While the game was fun to play on Xbox Live (aside from the dozens of assholes who gunned me down because I didn’t have every map memorized, fuck off), there is an entire world of mods for the PC version that still maintains an active community to this day. Thanks to the open design of Valve games, fans have done everything from create new maps to turning the entire cast into velociraptors.

The video in that clip is taken from Left 4 Dead 2, the sequel that turned everyone’s asshole inside out and forced Valve president Gabe Newell to ensure people that content would still be produced for the original. Naturally, this would not stop the bitching from “fans” about reusing existing textures, recycling old ideas and milking people of as much money as humanly possible.

Online complaining, however, is about as prevalent as sunlight, so my hopes of a peaceful release for Left 4 Dead 3 were dashed the second this poor sap at Valve left his monitor open for prying eyes. I shudder to think what is at the bottom of the linked thread which first exposed the secret data, but if you are brave enough to swim with sharks like that, cheers.

In my review of The Last of Us, I stated quite clearly that I never needed to play another game about the end of a population due to a virus that reanimates corpses. Understand that while I stand by my statement, “need” and “want” are two entirely different desires when playing games. The narrative is rather sparse in L4D, but that is not why I enjoy the game and its sequel. There comes a time every couple of months where I pry myself away from the hard drive full of snotty independent games and gun down a ton of moving objects. With L4D, I was given the perfect setting to do just that along with an adrenaline rush that never truly wore off until I was secure behind the metal door that told me I had finished the stage.
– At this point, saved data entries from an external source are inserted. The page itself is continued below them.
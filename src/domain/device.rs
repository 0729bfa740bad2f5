//! Device directory records: devices, their channel subscriptions, and the
//! channels themselves.

use std::fmt;

use chrono::{DateTime, Utc};
use serde::{Deserialize, Deserializer, Serialize, Serializer};
use utoipa::ToSchema;

/// Literal stored in the directory when firmware checks are disabled.
pub const IGNORE_VERSION: &str = "ignore";

/// Firmware version a device is expected to run.
#[derive(Debug, Clone, PartialEq, Eq, Default)]
pub enum ExpectedVersion {
    /// Do not enforce a version.
    #[default]
    Ignore,
    /// The device must report exactly this firmware hash.
    Version(String),
}

impl ExpectedVersion {
    /// Maps a stored value to an expectation. Missing, empty, and the
    /// `"ignore"` sentinel all disable enforcement.
    #[must_use]
    pub fn from_stored(value: Option<&str>) -> Self {
        match value.map(str::trim) {
            None | Some("") | Some(IGNORE_VERSION) => Self::Ignore,
            Some(v) => Self::Version(v.to_string()),
        }
    }

    /// Returns the version the device must be reflashed to, or `None` if
    /// the reported firmware is acceptable.
    #[must_use]
    pub fn required_update(&self, reported: Option<&str>) -> Option<&str> {
        match self {
            Self::Ignore => None,
            Self::Version(v) if reported == Some(v.as_str()) => None,
            Self::Version(v) => Some(v),
        }
    }
}

impl fmt::Display for ExpectedVersion {
    fn fmt(&self, f: &mut fmt::Formatter<'_>) -> fmt::Result {
        match self {
            Self::Ignore => f.write_str(IGNORE_VERSION),
            Self::Version(v) => f.write_str(v),
        }
    }
}

impl Serialize for ExpectedVersion {
    fn serialize<S: Serializer>(&self, serializer: S) -> Result<S::Ok, S::Error> {
        match self {
            Self::Ignore => serializer.serialize_none(),
            Self::Version(v) => serializer.serialize_some(v),
        }
    }
}

impl<'de> Deserialize<'de> for ExpectedVersion {
    fn deserialize<D: Deserializer<'de>>(deserializer: D) -> Result<Self, D::Error> {
        let raw = Option::<String>::deserialize(deserializer)?;
        Ok(Self::from_stored(raw.as_deref()))
    }
}

/// A device's reference to a channel it listens on.
#[derive(Debug, Clone, PartialEq, Eq, Serialize, Deserialize, ToSchema)]
pub struct ChannelSubscription {
    /// Channel identifier in the directory.
    pub id: String,
    /// Whether alerts from this channel latch until acknowledged.
    #[serde(default, skip_serializing_if = "Option::is_none")]
    pub latch: Option<bool>,
}

impl ChannelSubscription {
    /// Creates a non-latching subscription.
    #[must_use]
    pub fn new(id: impl Into<String>) -> Self {
        Self {
            id: id.into(),
            latch: None,
        }
    }
}

/// Upstream source kind for a channel.
#[derive(Debug, Clone, Copy, PartialEq, Eq, Default, Serialize, Deserialize, ToSchema)]
#[serde(rename_all = "snake_case")]
pub enum ChannelKind {
    /// A watched Gmail mailbox.
    #[default]
    Gmail,
}

/// A named binding between a mailbox and the commands to play when it
/// receives mail.
#[derive(Debug, Clone, PartialEq, Eq, Serialize, Deserialize, ToSchema)]
pub struct Channel {
    /// Channel identifier.
    pub id: String,
    /// Display name.
    pub name: String,
    /// Upstream source kind.
    #[serde(rename = "type", default)]
    pub kind: ChannelKind,
    /// Mailbox address that triggers this channel.
    pub email: String,
    /// Protocol frames forwarded verbatim, in order, when triggered.
    pub commands: Vec<String>,
}

impl Channel {
    /// Returns `true` if this channel is bound to `mailbox`.
    ///
    /// Mailbox addresses compare case-insensitively.
    #[must_use]
    pub fn watches(&self, mailbox: &str) -> bool {
        self.email.eq_ignore_ascii_case(mailbox)
    }
}

/// Directory entry for a physical device.
#[derive(Debug, Clone, PartialEq, Eq, Serialize, Deserialize)]
pub struct DeviceRecord {
    /// Protocol-level device key.
    pub callsign: String,
    /// Human-readable device name.
    #[serde(default)]
    pub name: String,
    /// Owner's email address.
    #[serde(default)]
    pub email: String,
    /// Channels this device listens on.
    #[serde(default)]
    pub channels: Vec<ChannelSubscription>,
    /// Firmware the device must run.
    #[serde(default)]
    pub expected_version: ExpectedVersion,
    /// Last successful handshake.
    #[serde(default, skip_serializing_if = "Option::is_none")]
    pub last_checkin: Option<DateTime<Utc>>,
    /// Firmware reported at the last handshake.
    #[serde(default, skip_serializing_if = "Option::is_none")]
    pub last_firmware: Option<String>,
    /// Last button press.
    #[serde(default, skip_serializing_if = "Option::is_none")]
    pub last_interaction: Option<DateTime<Utc>>,
}

impl DeviceRecord {
    /// Creates a record with no channels and no firmware enforcement.
    #[must_use]
    pub fn new(callsign: impl Into<String>) -> Self {
        Self {
            callsign: callsign.into(),
            name: String::new(),
            email: String::new(),
            channels: Vec::new(),
            expected_version: ExpectedVersion::Ignore,
            last_checkin: None,
            last_firmware: None,
            last_interaction: None,
        }
    }
}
Today, zombies come in the form of add-on maps, mobile games and other downloadable content. Left 4 Dead 3, if it is indeed being built on Valve’s next iteration of the Source engine, will no doubt beat the fuck out of any attempt at a first person shooter that arms you against the undead. I have visions of hundreds of zombies on the screen at once while three teammates bark out every immediate threat, only for you to realize that the upgraded version of the AI Director has made it so that you don’t remember anything about your current situation.

Left 4 Dead 3: How to Properly Cope

One great thing about L4D2 was the crossover, albeit brief one, in the “Passing” DLC that saw the survivors of the second game meet up with the group from the first. I would love to see one giant campaign combining all three groups in L4D3, which should not be too inconceivable if this new Source engine is as powerful as I think it could be.

Furthermore, I think Valve should take their embracing of Sony and the PlayStation platform and release a Left 4 Dead game on the PS4. I get the fact that mods and the like cannot be done to the same extent on a console as they can on PC, but there is an entire community of fans who will be buying a PS4 based solely on the Sony name and do not invest in a computer rig. While Portal 2 did outsell console versions on the PC, the fact that Gabe Newell has warmed to Sony enough to include Steam community features that combine with the PlayStation Network should be enough indication that there is incentive to develop further for Sony. Based on his criticizing of Microsoft and the Xbox Live architecture, I could imagine exclusive content being released on the PS4 as well.

Nothing in this article is designed to be radical or inflammatory because I would, for once, like to see a gathering of fans simply sit back (or forward as I do when I play) and enjoy what is to come. Left 4 Dead 3 is cause for celebration on many levels: it means the series is continuing, it means that Valve is almost ready to show us what their new engine is capable of doing, and maybe, just MAYBE, it means that Half-Life will finally be getting a proper third entry soon.